▸ **TO DO**
Lines that include the string "above" are the ones to copy from the entries below.

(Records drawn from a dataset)
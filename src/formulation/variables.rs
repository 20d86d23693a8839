//! Allocation and indexing of the decision variables.
//!
//! Every variable family is stored as a dense block addressed by `entity * T + t`, where `T` is
//! the length of the horizon. Families with an extra stage dimension (cost segments, startup
//! categories) keep one block per unit, addressed by `stage * T + t`.
use crate::error::{ScucError, ScucResult};
use crate::instance::UCInput;
use crate::milp::{Problem, VarId};
use std::ops::RangeInclusive;

/// A dense block of variables indexed by (entity, hour)
#[derive(Debug, Clone, Default, PartialEq)]
pub struct VariableBlock {
    time_horizon: usize,
    vars: Vec<VarId>,
}

impl VariableBlock {
    /// Add one column per (entity, hour), with bounds given by `bounds(entity, t)`
    fn new<F>(
        problem: &mut Problem,
        num_entities: usize,
        time_horizon: usize,
        integer: bool,
        mut bounds: F,
    ) -> Self
    where
        F: FnMut(usize, usize) -> RangeInclusive<f64>,
    {
        let mut vars = Vec::with_capacity(num_entities * time_horizon);
        for entity in 0..num_entities {
            for t in 0..time_horizon {
                let range = bounds(entity, t);
                vars.push(if integer {
                    problem.add_integer_column(range)
                } else {
                    problem.add_column(range)
                });
            }
        }

        Self { time_horizon, vars }
    }

    /// Add a block of binary variables
    fn binary(problem: &mut Problem, num_entities: usize, time_horizon: usize) -> Self {
        Self::new(problem, num_entities, time_horizon, true, |_, _| 0.0..=1.0)
    }

    /// Flat position of (entity, t) within the block
    pub fn flat_index(&self, entity: usize, t: usize) -> usize {
        debug_assert!(t < self.time_horizon, "Hour {t} is outside the horizon");
        entity * self.time_horizon + t
    }

    /// Inverse of [`VariableBlock::flat_index`]
    pub fn split_index(&self, idx: usize) -> (usize, usize) {
        (idx / self.time_horizon, idx % self.time_horizon)
    }

    /// The variable for (entity, t)
    pub fn get(&self, entity: usize, t: usize) -> VarId {
        self.vars[self.flat_index(entity, t)]
    }

    /// Number of variables in the block
    pub fn len(&self) -> usize {
        self.vars.len()
    }

    /// Whether the block is empty
    pub fn is_empty(&self) -> bool {
        self.vars.is_empty()
    }

    /// Number of entities covered by the block
    pub fn num_entities(&self) -> usize {
        if self.time_horizon == 0 {
            0
        } else {
            self.vars.len() / self.time_horizon
        }
    }

    /// Iterate over `((entity, t), var)` in flat order
    pub fn iter(&self) -> impl Iterator<Item = ((usize, usize), VarId)> + '_ {
        self.vars
            .iter()
            .enumerate()
            .map(|(idx, var)| (self.split_index(idx), *var))
    }
}

/// Every decision variable in the problem
#[derive(Debug, Clone, PartialEq)]
pub struct VariableManager {
    time_horizon: usize,
    /// Commitment `u(g, t)`
    commitment: VariableBlock,
    /// Startup indicator `w(g, t)`
    startup: VariableBlock,
    /// Output above minimum power `p(g, t)`
    production: VariableBlock,
    /// Output within each cost segment, one block per unit indexed by (segment, t)
    segments: Vec<VariableBlock>,
    /// Startup category selection, one block per unit indexed by (category, t)
    startup_categories: Vec<VariableBlock>,
    /// Position of each thermal unit in `reserve`, if it is reserve-eligible
    reserve_slot: Vec<Option<usize>>,
    /// Reserve provision `r(e, t)` for each reserve-eligible unit
    reserve: VariableBlock,
    /// Reserve shortfall `s(r, t)`
    shortfall: VariableBlock,
    /// Curtailed load `c(b, t)`
    curtailment: VariableBlock,
    /// Profiled output
    profiled: VariableBlock,
    /// Price-sensitive load served
    served: VariableBlock,
    /// Base-case flow limit violation per line
    flow_violation: VariableBlock,
    /// Post-contingency flow limit violation per relevant pair
    contingency_violation: VariableBlock,
}

impl VariableManager {
    /// Add every variable family to `problem`.
    ///
    /// Bounds come from the input data. Binary families are bounded to `[0, 1]` and slack
    /// families to be non-negative. Reserve shortfall is fixed at zero when the requirement is
    /// hard.
    pub fn build(problem: &mut Problem, input: &UCInput) -> ScucResult<Self> {
        let first_column = problem.num_columns();
        let time_horizon = input.time_horizon;
        let units = &input.thermal_gens;

        let commitment = VariableBlock::binary(problem, units.len(), time_horizon);
        let startup = VariableBlock::binary(problem, units.len(), time_horizon);
        let production =
            VariableBlock::new(problem, units.len(), time_horizon, false, |g, _| {
                0.0..=units[g].headroom()
            });
        let segments = units
            .iter()
            .map(|unit| {
                VariableBlock::new(
                    problem,
                    unit.cost_segments.len(),
                    time_horizon,
                    false,
                    |s, _| 0.0..=unit.cost_segments[s].length,
                )
            })
            .collect();
        let startup_categories = units
            .iter()
            .map(|unit| VariableBlock::binary(problem, unit.startup_stages.len(), time_horizon))
            .collect();

        let mut eligible = Vec::new();
        let reserve_slot = units
            .iter()
            .enumerate()
            .map(|(g, unit)| {
                unit.is_reserve_eligible().then(|| {
                    eligible.push(g);
                    eligible.len() - 1
                })
            })
            .collect();
        let reserve = VariableBlock::new(problem, eligible.len(), time_horizon, false, |e, _| {
            0.0..=units[eligible[e]].headroom()
        });
        let shortfall =
            VariableBlock::new(problem, input.reserves.len(), time_horizon, false, |r, _| {
                if input.reserves[r].shortfall_enabled() {
                    0.0..=f64::INFINITY
                } else {
                    0.0..=0.0
                }
            });

        let curtailment =
            VariableBlock::new(problem, input.buses.len(), time_horizon, false, |b, t| {
                0.0..=input.nodal_demand[t][b].max(0.0)
            });
        let profiled = non_negative(problem, input.profiled_gens.len(), time_horizon);
        let served = non_negative(problem, input.price_sensitive_loads.len(), time_horizon);
        let flow_violation = non_negative(problem, input.lines.len(), time_horizon);
        let contingency_violation =
            non_negative(problem, input.relevant_pairs.len(), time_horizon);

        let vars = Self {
            time_horizon,
            commitment,
            startup,
            production,
            segments,
            startup_categories,
            reserve_slot,
            reserve,
            shortfall,
            curtailment,
            profiled,
            served,
            flow_violation,
            contingency_violation,
        };
        vars.check_column_count(problem.num_columns() - first_column)?;

        Ok(vars)
    }

    /// Check that every column added to the problem belongs to exactly one variable
    fn check_column_count(&self, added: usize) -> ScucResult<()> {
        let expected = self.num_variables();
        if added != expected {
            return Err(ScucError::ModelConstruction(format!(
                "{added} columns were added but {expected} variables are indexed"
            )));
        }

        Ok(())
    }

    /// Total number of variables across all families
    pub fn num_variables(&self) -> usize {
        let nested: usize = self
            .segments
            .iter()
            .chain(&self.startup_categories)
            .map(VariableBlock::len)
            .sum();

        nested
            + [
                &self.commitment,
                &self.startup,
                &self.production,
                &self.reserve,
                &self.shortfall,
                &self.curtailment,
                &self.profiled,
                &self.served,
                &self.flow_violation,
                &self.contingency_violation,
            ]
            .iter()
            .map(|block| block.len())
            .sum::<usize>()
    }

    /// Number of hours in the horizon
    pub fn time_horizon(&self) -> usize {
        self.time_horizon
    }

    /// Commitment of thermal unit `g` in hour `t`
    pub fn commitment(&self, g: usize, t: usize) -> VarId {
        self.commitment.get(g, t)
    }

    /// Startup indicator of thermal unit `g` in hour `t`
    pub fn startup(&self, g: usize, t: usize) -> VarId {
        self.startup.get(g, t)
    }

    /// Output of thermal unit `g` above its minimum power in hour `t`
    pub fn production(&self, g: usize, t: usize) -> VarId {
        self.production.get(g, t)
    }

    /// Output of thermal unit `g` within cost segment `s` in hour `t`
    pub fn segment(&self, g: usize, s: usize, t: usize) -> VarId {
        self.segments[g].get(s, t)
    }

    /// Selection of startup category `c` for thermal unit `g` in hour `t`
    pub fn startup_category(&self, g: usize, c: usize, t: usize) -> VarId {
        self.startup_categories[g].get(c, t)
    }

    /// Reserve provided by thermal unit `g` in hour `t`, if it is reserve-eligible
    pub fn reserve(&self, g: usize, t: usize) -> Option<VarId> {
        self.reserve_slot[g].map(|e| self.reserve.get(e, t))
    }

    /// Shortfall of reserve requirement `r` in hour `t`
    pub fn shortfall(&self, r: usize, t: usize) -> VarId {
        self.shortfall.get(r, t)
    }

    /// Load curtailed at bus `b` in hour `t`
    pub fn curtailment(&self, b: usize, t: usize) -> VarId {
        self.curtailment.get(b, t)
    }

    /// Output of profiled unit `p` in hour `t`
    pub fn profiled(&self, p: usize, t: usize) -> VarId {
        self.profiled.get(p, t)
    }

    /// Demand served for price-sensitive load `d` in hour `t`
    pub fn served(&self, d: usize, t: usize) -> VarId {
        self.served.get(d, t)
    }

    /// Base-case flow limit violation on line `l` in hour `t`
    pub fn flow_violation(&self, l: usize, t: usize) -> VarId {
        self.flow_violation.get(l, t)
    }

    /// Post-contingency flow limit violation for relevant pair `pair` in hour `t`
    pub fn contingency_violation(&self, pair: usize, t: usize) -> VarId {
        self.contingency_violation.get(pair, t)
    }

    /// Iterate over every block, labelled with the family it belongs to
    pub fn iter_blocks(&self) -> impl Iterator<Item = (&'static str, &VariableBlock)> {
        [
            ("commitment", &self.commitment),
            ("startup", &self.startup),
            ("production", &self.production),
            ("reserve", &self.reserve),
            ("shortfall", &self.shortfall),
            ("curtailment", &self.curtailment),
            ("profiled", &self.profiled),
            ("served", &self.served),
            ("flow_violation", &self.flow_violation),
            ("contingency_violation", &self.contingency_violation),
        ]
        .into_iter()
        .chain(self.segments.iter().map(|block| ("segment", block)))
        .chain(
            self.startup_categories
                .iter()
                .map(|block| ("startup_category", block)),
        )
    }
}

/// Add a block of continuous variables bounded below by zero
fn non_negative(problem: &mut Problem, num_entities: usize, time_horizon: usize) -> VariableBlock {
    VariableBlock::new(problem, num_entities, time_horizon, false, |_, _| {
        0.0..=f64::INFINITY
    })
}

▸ **EXERCISE RESPONSE**
    /// Output above minimum power `p(g, t)`
    /// Output of thermal unit `g` above its minimum power in hour `t`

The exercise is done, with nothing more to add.